When nights seem unending
Nights are no longer the same in the Ashok Nagar-KK Nagar-Vadapalani area. There is a sense of fear, of the unexpected, especially after the clock strikes the midnight hour. The fear is more ingrained in watchmen guarding homes, colonies, ATMs and offices, and in people for whom footpaths, medians and platforms are home at night. And everybody has reason to be worried. After several murders, most of them of watchmen, and a mystery that still looms large, who wouldn’t be? The fear seems to have even caught people living in large houses, with hardy doors and grills, and a sentry posted at the gate. The so-called psychopathic killer is still at large and even the police do not seem to have a clue about his whereabouts.
Have you ever wondered at the number of people who live on the streets in Chennai? Whose homes are tumbledown huts, raised platforms, or just the roadside? For many years, how many of us have seen the number of labourers – men, women and children – lie on the roadsides and on the median near the ESI Hospital in KK Nagar every night? They may have moved to permanent shelters elsewhere, but there are still hundreds of poor people who have no shelter at night. You can imagine their plight during the rainy season. And here we are, heading towards our 61st Independence Day. No doubt a young nation, but what have successive governments done to take care of the homeless? And if they had, would these people be living in dread of a nocturnal psychopathic killer?

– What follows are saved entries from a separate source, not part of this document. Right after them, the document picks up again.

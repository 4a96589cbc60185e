//! SHA-256 and SHA-512 based hashes.
//
// Copyright (c) 2016 Ivan Nejgebauer <inejge@gmail.com>
//
// Licensed under the MIT license <LICENSE-MIT or
// http://opensource.org/licenses/MIT>. This file may not be copied,
// modified, or distributed except according to the terms of this
// license.
//!
//! These algorithms were developed as an alternative to bcrypt
//! with NIST-approved hashing functions. They are similar to
//! MD5-crypt, but have a variable number of rounds and a larger
//! salt. Both are the default system hash on many Linux
//! distributions.
//!
//! # Example
//!
//! ```
//! use pwswap::{sha2_crypt, Verdict};
//!
//! let h =
//!     "$6$rounds=5000$saltstring$svn8UoSVapNtMuq1ukKS4tPQd8iKwSMHWjl/O817G3uBnIFN\
//!      jnQJuesI68u4OTLiBFdcbYEdFCoEOfaS35inz1";
//! assert_eq!(sha2_crypt::verify(h, "Hello world!").unwrap(), Verdict::Ok);
//! ```
//!
//! # Parameters
//!
//! * __Password length__: unlimited.
//!
//! * __Salt length__: 0 to 16 characters. Longer salts are truncated.
//!   Generated salts have 16 characters.
//!
//! * __Rounds__: 1000 to 999999999. Default is 5000. If a number
//!   outside of the range is given, it is coerced to the nearest
//!   limit for hashing, while validation sees the number as written.
//!
//! # Hash Format
//!
//! The format of the hash is
//! __`$`__*`{id}`*__`$rounds=`__*`{rounds}`*__$__*`{salt}`*__$__*`{checksum}`*, where:
//!
//! * *`{id}`* is __5__ for SHA-256 and __6__ for SHA-512.
//!
//! * *`{rounds}`* is the number of rounds, encoded as a decimal number
//!   without leading zeroes.
//!
//! * *`{salt}`* is the salt string.
//!
//! * *`{checksum}`* is a 43-character (SHA-256) or 86-character (SHA-512)
//!   Base64 encoding of the checksum.
//!
//! The format __`$`__*`{id}`*__`$`__*`{salt}`*__$__*`{checksum}`* is accepted
//! for the default number of rounds; generated hashes always carry the
//! rounds field.

use std::cmp::min;
use std::sync::Arc;

use sha2::{Digest, Sha256, Sha512};

use crate::enc_dec::{crypt3_decode, crypt3_encode};
use crate::error::{Error, ParseError};
use crate::parse::{self, HashIterator};
use crate::salt::{self, SaltSource};
use crate::verifier::{self, check_bounds, validation_verdict, Verdict};
use crate::{consteq, Result};

/// Minimum rounds.
pub const MIN_ROUNDS: u32 = 1000;
/// Maximum rounds.
pub const MAX_ROUNDS: u32 = 999999999;
/// Default number of rounds.
pub const DEFAULT_ROUNDS: u32 = 5000;
/// Maximum (and generated) salt length.
pub const MAX_SALT_LEN: usize = 16;
const ALGORITHM: &str = "sha2";
const ROUNDS_PREFIX: &str = "rounds=";

const SHA256_TRANSPOSE: &[u8] = b"\x14\x0a\x00\x0b\x01\x15\x02\x16\x0c\x17\x0d\x03\x0e\x04\x18\x05\
				  \x19\x0f\x1a\x10\x06\x11\x07\x1b\x08\x1c\x12\x1d\x13\x09\x1e\x1f";
const SHA512_TRANSPOSE: &[u8] = b"\x2a\x15\x00\x01\x2b\x16\x17\x02\x2c\x2d\x18\x03\x04\x2e\x19\x1a\
				  \x05\x2f\x30\x1b\x06\x07\x31\x1c\x1d\x08\x32\x33\x1e\x09\x0a\x34\
				  \x1f\x20\x0b\x35\x36\x21\x0c\x0d\x37\x22\x23\x0e\x38\x39\x24\x0f\
				  \x10\x3a\x25\x26\x11\x3b\x3c\x27\x12\x13\x3d\x28\x29\x14\x3e\x3f";

/// Digest width.
#[derive(Debug, Clone, Copy, PartialEq, Eq, Hash)]
pub enum Variant {
    /// SHA-256, identifier __5__.
    Sha256,
    /// SHA-512, identifier __6__.
    Sha512,
}

impl Variant {
    fn ident(self) -> &'static str {
	match self {
	    Variant::Sha256 => "5",
	    Variant::Sha512 => "6",
	}
    }

    fn name(self) -> &'static str {
	match self {
	    Variant::Sha256 => "SHA-256",
	    Variant::Sha512 => "SHA-512",
	}
    }

    fn checksum_len(self) -> usize {
	match self {
	    Variant::Sha256 => 43,
	    Variant::Sha512 => 86,
	}
    }

    fn checksum(self, pass: &[u8], salt: &[u8], rounds: u32) -> String {
	match self {
	    Variant::Sha256 => sha2_crypt::<Sha256>(pass, salt, rounds, SHA256_TRANSPOSE),
	    Variant::Sha512 => sha2_crypt::<Sha512>(pass, salt, rounds, SHA512_TRANSPOSE),
	}
    }
}

/// Hashing parameters.
#[derive(Debug, Clone, Copy, PartialEq, Eq, Hash)]
pub struct Params {
    /// Digest width.
    pub variant: Variant,
    /// Number of rounds, as written in the hash.
    pub rounds: u32,
}

// Repeat `src` until `len` bytes are produced.
fn repeat_to_len(src: &[u8], len: usize) -> Vec<u8> {
    src.iter().copied().cycle().take(len).collect()
}

fn sha2_crypt<D: Digest>(pass: &[u8], salt: &[u8], rounds: u32, trn_table: &[u8]) -> String {
    let dsize = <D as Digest>::output_size();

    let mut dgst_b = D::new();
    dgst_b.update(pass);
    dgst_b.update(salt);
    dgst_b.update(pass);
    let hash_b = dgst_b.finalize();

    let mut dgst_a = D::new();
    dgst_a.update(pass);
    dgst_a.update(salt);

    let plen = pass.len();
    let mut p = plen;
    while p > 0 {
	dgst_a.update(&hash_b[..min(p, dsize)]);
	if p < dsize {
	    break;
	}
	p -= dsize;
    }

    p = plen;
    while p > 0 {
	match p & 1 {
	    0 => dgst_a.update(pass),
	    _ => dgst_a.update(&hash_b),
	}
	p >>= 1;
    }

    let mut hash_a = dgst_a.finalize().to_vec();

    let mut dgst_p = D::new();
    for _ in 0..plen {
	dgst_p.update(pass);
    }
    let seq_p = repeat_to_len(&dgst_p.finalize(), plen);

    let mut dgst_s = D::new();
    for _ in 0..16 + (hash_a[0] as usize) {
	dgst_s.update(salt);
    }
    let seq_s = repeat_to_len(&dgst_s.finalize(), salt.len());

    for r in 0..rounds {
	let mut dgst_c = D::new();
	if r % 2 == 1 {
	    dgst_c.update(&seq_p);
	} else {
	    dgst_c.update(&hash_a);
	}
	if r % 3 > 0 {
	    dgst_c.update(&seq_s);
	}
	if r % 7 > 0 {
	    dgst_c.update(&seq_p);
	}
	if r % 2 == 1 {
	    dgst_c.update(&hash_a);
	} else {
	    dgst_c.update(&seq_p);
	}
	hash_a = dgst_c.finalize().to_vec();
    }

    let transposed = trn_table.iter().map(|&ti| hash_a[ti as usize]).collect::<Vec<_>>();
    crypt3_encode(&transposed)
}

fn clamp_rounds(rounds: u32) -> u32 {
    rounds.max(MIN_ROUNDS).min(MAX_ROUNDS)
}

fn truncate_salt(salt: &[u8]) -> &[u8] {
    &salt[..min(salt.len(), MAX_SALT_LEN)]
}

/// Hash a password with the given salt and parameters.
///
/// The salt is truncated to 16 bytes, and the rounds are coerced into the
/// valid range. The result always includes the rounds field.
pub fn hash_with(params: Params, salt: &str, pass: &str) -> String {
    let salt = truncate_salt(salt.as_bytes());
    let rounds = clamp_rounds(params.rounds);
    let checksum = params.variant.checksum(pass.as_bytes(), salt, rounds);
    format!("${}${}{}${}${}", params.variant.ident(), ROUNDS_PREFIX, rounds,
	String::from_utf8_lossy(salt), checksum)
}

struct Checker<'a> {
    params: Params,
    // As written in the hash; `params.rounds` saturates.
    stored_rounds: u64,
    salt: &'a [u8],
    checksum: &'a str,
}

fn parse_sha2_hash(hash: &str) -> Result<Option<Checker>> {
    let mut hs = parse::HashSlice::new(hash);
    let variant = match hs.take(3) {
	Some("$5$") => Variant::Sha256,
	Some("$6$") => Variant::Sha512,
	_ => return Ok(None),
    };
    let err = |reason| Error::parse(ALGORITHM, reason);
    let first = hs.take_until(b'$').ok_or_else(|| err(ParseError::MissingField("salt")))?;
    let (rounds, salt) = match first.strip_prefix(ROUNDS_PREFIX) {
	Some(rounds) => {
	    let rounds = parse::decimal::<u64>("rounds", rounds).map_err(err)?;
	    (rounds, hs.take_until(b'$').ok_or_else(|| err(ParseError::MissingField("salt")))?)
	},
	None => (u64::from(DEFAULT_ROUNDS), first),
    };
    let checksum = hs.take_until(b'$').ok_or_else(|| err(ParseError::MissingField("checksum")))?;
    if !hs.at_end() {
	return Err(err(ParseError::TrailingData));
    }
    if checksum.len() != variant.checksum_len() {
	return Err(err(ParseError::FieldLength { field: "checksum", actual: checksum.len() }));
    }
    if crypt3_decode(checksum).is_none() {
	return Err(err(ParseError::Encoding("checksum")));
    }
    Ok(Some(Checker {
	params: Params { variant, rounds: u32::try_from(rounds).unwrap_or(u32::MAX) },
	stored_rounds: rounds,
	salt: truncate_salt(salt.as_bytes()),
	checksum,
    }))
}

impl Checker<'_> {
    fn verify(&self, pass: &str) -> Verdict {
	let rounds = clamp_rounds(self.params.rounds);
	let calc = self.params.variant.checksum(pass.as_bytes(), self.salt, rounds);
	consteq(calc.as_bytes(), self.checksum.as_bytes()).into()
    }

    fn validate(&self, opts: &ValidationOpts) -> Result<()> {
	let (min, max) = match self.params.variant {
	    Variant::Sha256 => (opts.min_sha256_rounds, opts.max_sha256_rounds),
	    Variant::Sha512 => (opts.min_sha512_rounds, opts.max_sha512_rounds),
	};
	check_bounds(self.params.variant.name(), "rounds", u64::from(min), u64::from(max), self.stored_rounds)
    }
}

/// Verify a password against a SHA-256 or SHA-512 crypt hash.
///
/// Returns `Verdict::Skip` if the hash doesn't start with `$5$` or `$6$`.
pub fn verify(hash: &str, pass: &str) -> Result<Verdict> {
    match parse_sha2_hash(hash)? {
	Some(c) => Ok(c.verify(pass)),
	None => Ok(Verdict::Skip),
    }
}

/// Bounds for the number of rounds, per digest width.
///
/// Zero values are replaced with the defaults.
#[derive(Debug, Clone, Copy, PartialEq, Eq)]
pub struct ValidationOpts {
    /// Minimum SHA-256 rounds.
    pub min_sha256_rounds: u32,
    /// Maximum SHA-256 rounds.
    pub max_sha256_rounds: u32,
    /// Minimum SHA-512 rounds.
    pub min_sha512_rounds: u32,
    /// Maximum SHA-512 rounds.
    pub max_sha512_rounds: u32,
}

impl Default for ValidationOpts {
    fn default() -> Self {
	ValidationOpts {
	    min_sha256_rounds: MIN_ROUNDS,
	    max_sha256_rounds: MAX_ROUNDS,
	    min_sha512_rounds: MIN_ROUNDS,
	    max_sha512_rounds: MAX_ROUNDS,
	}
    }
}

impl ValidationOpts {
    /// Replace unset (zero) bounds with defaults.
    pub fn checked(self) -> Self {
	let dflt = ValidationOpts::default();
	let or = |v: u32, d: u32| if v == 0 { d } else { v };
	ValidationOpts {
	    min_sha256_rounds: or(self.min_sha256_rounds, dflt.min_sha256_rounds),
	    max_sha256_rounds: or(self.max_sha256_rounds, dflt.max_sha256_rounds),
	    min_sha512_rounds: or(self.min_sha512_rounds, dflt.min_sha512_rounds),
	    max_sha512_rounds: or(self.max_sha512_rounds, dflt.max_sha512_rounds),
	}
    }
}

/// Check the rounds of a hash against the bounds.
pub fn validate(hash: &str, opts: &ValidationOpts) -> Result<Verdict> {
    let opts = opts.checked();
    validation_verdict(parse_sha2_hash(hash), |c| c.validate(&opts))
}

impl verifier::Validator for ValidationOpts {
    fn validate(&self, encoded: &str) -> Result<Verdict> {
	validate(encoded, self)
    }
}

/// Generates SHA-crypt hashes with fixed parameters.
#[derive(Clone)]
pub struct Hasher {
    params: Params,
    opts: ValidationOpts,
    source: Arc<dyn SaltSource>,
}

impl Hasher {
    /// SHA-256 hasher with the given number of rounds.
    pub fn sha256(rounds: u32) -> Hasher {
	Hasher::new(Params { variant: Variant::Sha256, rounds })
    }

    /// SHA-512 hasher with the given number of rounds.
    pub fn sha512(rounds: u32) -> Hasher {
	Hasher::new(Params { variant: Variant::Sha512, rounds })
    }

    /// Hasher with the given parameters. The rounds are coerced into the
    /// valid range.
    pub fn new(params: Params) -> Hasher {
	Hasher {
	    params: Params { rounds: clamp_rounds(params.rounds), ..params },
	    opts: ValidationOpts::default(),
	    source: salt::default_source(),
	}
    }

    /// Use custom validation bounds.
    pub fn with_validation(mut self, opts: ValidationOpts) -> Hasher {
	self.opts = opts.checked();
	self
    }

    /// Draw salt from a custom source.
    pub fn with_source(mut self, source: Arc<dyn SaltSource>) -> Hasher {
	self.source = source;
	self
    }

    /// The parameters of generated hashes.
    pub fn params(&self) -> Params {
	self.params
    }
}

impl verifier::Verifier for Hasher {
    fn verify(&self, encoded: &str, password: &str) -> Result<Verdict> {
	let c = match parse_sha2_hash(encoded)? {
	    Some(c) => c,
	    None => return Ok(Verdict::Skip),
	};
	match c.verify(password) {
	    Verdict::Ok if c.params != self.params => Ok(Verdict::NeedUpdate),
	    v => Ok(v),
	}
    }
}

impl verifier::Hasher for Hasher {
    fn hash(&self, password: &str) -> Result<String> {
	let raw = salt::new_salt(&*self.source, salt::RECOMMENDED_LEN, ALGORITHM)?;
	let salt = crypt3_encode(&raw);
	Ok(hash_with(self.params, &salt[..MAX_SALT_LEN], password))
    }
}

impl verifier::Validator for Hasher {
    fn validate(&self, encoded: &str) -> Result<Verdict> {
	validate(encoded, &self.opts)
    }
}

On to the watchmen who ‘guard’ our homes, colonies and establishments. The picture of these watchmen that comes immediately to the mind’s eye is not reassuring to say the least. Most of them are in the twilight years of their lives, symbols of an age gone by. If they were objects, you’d probably call them relics. Theirs is more of a psychological presence than anything else and, now, with the psychopathic prowler on the loose, even that sort of presence has diminished to almost mean nothing.
Many of these watchmen eke out a living during the day and double up as guardians at night. The result: most of them go off to sleep once the gates are closed and wake up only to let people in and out. Most of them do not carry the tools of their trade – they have no sticks, whistles, torches, caps, or even proper footwear. And toilets? Well, they can relieve themselves on the road anyway, who cares? How many employers (agencies, owners of homes, colony presidents and secretaries) ensure that the basic needs of a watchman are taken care of? I have heard of one or two cases, but by and large the old watchmen are left to fend for themselves, even if it means battling mosquitoes. And the money they are paid? Don’t even ask. In today’s world of consumerism, who remembers the elderly watchman? It’s almost as if they are inhuman, a forgotten tribe.
The younger, smarter, uniformed ones you see outside shopping malls and at the gates of factories and companies are of course a more pampered lot. It is time house owners, residents’ welfare associations and smaller establishments took care of the elderly watchmen they employ. It doesn’t need a psychopathic killer to wake us up to their travails.